Gedanken zum
3. Sonntag
in der
Osterzeit
Während sie reden tritt Jesus selbst in die Mitte der Jünger. So wie es schon beim Emmausgang der beiden Jünger gewesen war: Sie hatten sich über alles unterhalten, was sie erlebt hatten, sich über Fragen und Zweifel ausgetauscht - und Jesus kam in ihre Mitte und beteiligte sich am Gespräch und legte die Schrift aus, so dass die beiden später sagten: Brannte nicht unser Herz, als er mit uns sprach? (vgl. Lk 24,32)
 
Rund 2000 Jahre später will mir der Evangelist Lukas hier eine Erfahrung der ersten Gemeinden mitgeben, die mich immer noch zur wirklichen Begegnung mit Christus führen kann: Redet miteinander! Redet über euren Glauben, über eure Zweifel und Fragen, und über das, was ihr erlebt habt - und ihr werdet spüren, dass Jesus selbst sich dann in eurer Mitte bewegt.
 
Offensichtlich beginnt Christentum, oder besser gesagt: Die Erfahrung des lebendigen Christus - in der Gemeinschaft. Im Reden über Erlebtes, über Erhofftes, über Enttäuschungen und Freude. Eben im Austausch von ganz konkreten Erfahrungen. Wenn wir die Geschichten des Lebens miteinander teilen, dann dürfen wir damit rechnen, dass Jesus sich zu uns gesellt.
 
Der Evangelist Lukas fordert Christ*innen in seinem letzten Kapitel dazu auf: Erzählt euch von eurem Leben! Von Freude und Angst, von Liebe und Trauer, von dem, was ihr erlebt und erhofft.
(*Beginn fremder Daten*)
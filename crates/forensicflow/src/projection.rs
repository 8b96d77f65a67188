//! Node/edge projection for rendering.
//!
//! Large graphs are pruned: ring members and suspicious accounts always stay,
//! remaining slots go to the busiest accounts, then a little context around
//! high-risk accounts is added. Edges between kept accounts are aggregated per
//! (sender, receiver) pair and capped.

use crate::report::AnalysisReport;
use forensicflow_core::config::ProjectionConfig;
use forensicflow_graph::graph::TransactionGraph;
use forensicflow_scoring::scorer::{round1, round2};
use forensicflow_scoring::types::{PatternTag, ScoreBoard};
use serde::{Deserialize, Serialize};
use hashbrown::HashMap;

/// Node category.
#[derive(Debug, Clone, Copy, PartialEq, Eq, Hash, Serialize, Deserialize)]
#[serde(rename_all = "snake_case")]
pub enum NodeKind {
    /// Member of at least one ring.
    Ring,
    /// Positive score, no ring.
    Suspicious,
    /// Everything else.
    Normal,
}

/// A rendered account.
#[derive(Debug, Clone, PartialEq, Serialize, Deserialize)]
pub struct ProjectionNode {
    /// Account id.
    pub id: String,
    /// Category.
    #[serde(rename = "type")]
    pub kind: NodeKind,
    /// Final score.
    pub score: f64,
    /// Incoming transfers.
    pub in_degree: usize,
    /// Outgoing transfers.
    pub out_degree: usize,
    /// Incoming volume, two decimals.
    pub total_in: f64,
    /// Outgoing volume, two decimals.
    pub total_out: f64,
    /// Transfers touching the account.
    pub tx_count: usize,
    /// First ring.
    pub ring_id: Option<String>,
    /// Pattern tags.
    pub patterns: Vec<PatternTag>,
    /// Display size, grows with log volume up to 50.
    pub size_val: f64,
}

/// An aggregated sender to receiver flow.
#[derive(Debug, Clone, PartialEq, Serialize, Deserialize)]
pub struct ProjectionEdge {
    /// `sender->receiver`.
    pub id: String,
    /// Sender.
    pub source: String,
    /// Receiver.
    pub target: String,
    /// Summed amount, two decimals.
    pub total_amount: f64,
    /// Number of transfers.
    pub tx_count: usize,
    /// Both ends suspicious, or both ends ring members.
    pub suspicious: bool,
    /// Larger endpoint score, one decimal.
    pub suspicion_score: f64,
    /// Display weight in [1, 5].
    pub weight: f64,
}

/// Pruned graph view.
#[derive(Debug, Clone, Default, PartialEq, Serialize, Deserialize)]
pub struct GraphProjection {
    /// Rendered accounts, in account-list order.
    pub nodes: Vec<ProjectionNode>,
    /// Rendered flows.
    pub edges: Vec<ProjectionEdge>,
    /// Accounts in the full graph.
    pub total_nodes: usize,
    /// Accounts rendered.
    pub rendered_nodes: usize,
    /// True when pruning applied.
    pub is_filtered: bool,
}

struct Selection {
    keep: Vec<bool>,
    count: usize,
}

impl Selection {
    fn new(n: usize) -> Self {
        Self {
            keep: vec![false; n],
            count: 0,
        }
    }

    fn add(&mut self, idx: usize) {
        if !self.keep[idx] {
            self.keep[idx] = true;
            self.count += 1;
        }
    }
}

impl GraphProjection {
    /// Build the projection from the final scores and report.
    pub fn build(
        graph: &TransactionGraph,
        board: &ScoreBoard,
        report: &AnalysisReport,
        config: &ProjectionConfig,
    ) -> Self {
        let n = graph.num_accounts();

        let mut in_ring = vec![false; n];
        for ring in &board.rings {
            for member in &ring.member_accounts {
                if let Some(idx) = graph.index_of(member) {
                    in_ring[idx] = true;
                }
            }
        }
        let suspicious: Vec<bool> = (0..n)
            .map(|i| board.accounts.get(i).is_some_and(|a| a.score > 0.0))
            .collect();
        let score = |i: usize| board.accounts.get(i).map_or(0.0, |a| a.score);

        let is_filtered = n > config.max_nodes;
        let mut selection = Selection::new(n);
        if is_filtered {
            for idx in 0..n {
                if in_ring[idx] || suspicious[idx] {
                    selection.add(idx);
                }
            }

            if selection.count < config.max_nodes {
                let slots = config.max_nodes - selection.count;
                let mut others: Vec<usize> = (0..n).filter(|&i| !selection.keep[i]).collect();
                others.sort_by(|&a, &b| {
                    graph
                        .stats(b)
                        .total_degree()
                        .cmp(&graph.stats(a).total_degree())
                });
                for idx in others.into_iter().take(slots) {
                    selection.add(idx);
                }
            }

            let ceiling = config.max_nodes + config.neighbor_buffer;
            for account in report
                .suspicious_accounts
                .iter()
                .filter(|a| a.suspicion_score >= config.high_risk_score)
            {
                if selection.count >= ceiling {
                    break;
                }
                let Some(idx) = graph.index_of(&account.account_id) else {
                    continue;
                };
                for edge in graph.outgoing(idx).iter().take(config.max_neighbors) {
                    selection.add(edge.counterparty);
                }
                for edge in graph.incoming(idx).iter().take(config.max_neighbors) {
                    selection.add(edge.counterparty);
                }
            }
        } else {
            for idx in 0..n {
                selection.add(idx);
            }
        }

        let nodes: Vec<ProjectionNode> = graph
            .iter()
            .filter(|(idx, _, _)| selection.keep[*idx])
            .map(|(idx, id, stats)| {
                let kind = if in_ring[idx] {
                    NodeKind::Ring
                } else if suspicious[idx] {
                    NodeKind::Suspicious
                } else {
                    NodeKind::Normal
                };
                let volume = stats.total_in + stats.total_out;
                let entry = board.accounts.get(idx);
                ProjectionNode {
                    id: id.to_string(),
                    kind,
                    score: score(idx),
                    in_degree: stats.in_degree,
                    out_degree: stats.out_degree,
                    total_in: round2(stats.total_in),
                    total_out: round2(stats.total_out),
                    tx_count: stats.tx_count,
                    ring_id: entry.and_then(|a| a.ring_id.clone()),
                    patterns: entry.map(|a| a.tags.iter().copied().collect()).unwrap_or_default(),
                    size_val: round1((20.0 + (volume + 1.0).log2() * 3.0).min(50.0)),
                }
            })
            .collect();

        // (sender, receiver) -> (amount, count), in first-seen order.
        let mut pair_index: HashMap<(usize, usize), usize> = HashMap::new();
        let mut pairs: Vec<(usize, usize, f64, usize)> = Vec::new();
        for sender in (0..n).filter(|&i| selection.keep[i]) {
            for edge in graph.outgoing(sender) {
                let receiver = edge.counterparty;
                if !selection.keep[receiver] {
                    continue;
                }
                let slot = *pair_index.entry((sender, receiver)).or_insert_with(|| {
                    pairs.push((sender, receiver, 0.0, 0));
                    pairs.len() - 1
                });
                pairs[slot].2 += edge.amount;
                pairs[slot].3 += 1;
            }
        }

        if pairs.len() > config.max_edges {
            let flagged = |i: usize| suspicious[i] || in_ring[i];
            pairs.sort_by(|a, b| {
                let a_low = !(flagged(a.0) || flagged(a.1));
                let b_low = !(flagged(b.0) || flagged(b.1));
                a_low.cmp(&b_low).then_with(|| b.2.total_cmp(&a.2))
            });
            pairs.truncate(config.max_edges);
        }

        let edges = pairs
            .into_iter()
            .map(|(s, r, total, count)| {
                let source = graph.account_id(s).to_string();
                let target = graph.account_id(r).to_string();
                ProjectionEdge {
                    id: format!("{source}->{target}"),
                    suspicious: (suspicious[s] && suspicious[r]) || (in_ring[s] && in_ring[r]),
                    suspicion_score: round1(score(s).max(score(r))),
                    weight: round2(((total + 1.0).log2() * 0.5).clamp(1.0, 5.0)),
                    total_amount: round2(total),
                    tx_count: count,
                    source,
                    target,
                }
            })
            .collect();

        Self {
            rendered_nodes: nodes.len(),
            nodes,
            edges,
            total_nodes: n,
            is_filtered,
        }
    }
}
//! Suspicion score composition.
//!
//! Scores are accumulated in a fixed order:
//! 1. Cycle membership
//! 2. Smurfing centers and counterparties
//! 3. Shell chain membership
//! 4. Per-account velocity, degree anomaly and pass-through factors
//! 5. Legitimacy discount
//! 6. Clamp to the maximum score
//! 7. Ring risk as the mean of member scores
//!
//! Each pattern instance becomes a ring. An account keeps the first ring it
//! was assigned to.

use crate::messages::{ScoringInput, ScoringOutput};
use crate::types::{ring_id, AccountScore, Detections, FraudRing, PatternTag, PatternType, ScoreBoard};
use async_trait::async_trait;
use forensicflow_core::config::ScoringConfig;
use forensicflow_core::error::{FlowError, Result};
use forensicflow_core::traits::BatchKernel;
use forensicflow_core::{domain::Domain, kernel::KernelMetadata, traits::AnalysisKernel};
use forensicflow_graph::graph::TransactionGraph;
use forensicflow_graph::types::{AccountIdx, NodeStats};
use std::collections::BTreeSet;
use std::time::Instant;
use tracing::debug;

/// Round to one decimal, ties to even.
pub fn round1(value: f64) -> f64 {
    (value * 10.0).round_ties_even() / 10.0
}

/// Round to two decimals, ties to even.
pub fn round2(value: f64) -> f64 {
    (value * 100.0).round_ties_even() / 100.0
}

struct Ledger<'a> {
    graph: &'a TransactionGraph,
    scores: Vec<f64>,
    tags: Vec<BTreeSet<PatternTag>>,
    first_ring: Vec<Option<String>>,
    rings: Vec<FraudRing>,
}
Dann wird sich der Auferstandene zu euch gesellen.
 
Hört einander zu, und öffnet euer Herz für die leisen Impulse, die der Auferstandene euch füreinander schenken will. Redet miteinander über euren Glauben. Denn er ist da. Wirklich, wahrhaftig, nicht als Geist - sondern als einer, der immer noch etwas vom Fleisch und Fisch versteht, den ihr zum Leben braucht, heute und jeden Tag aufs Neue.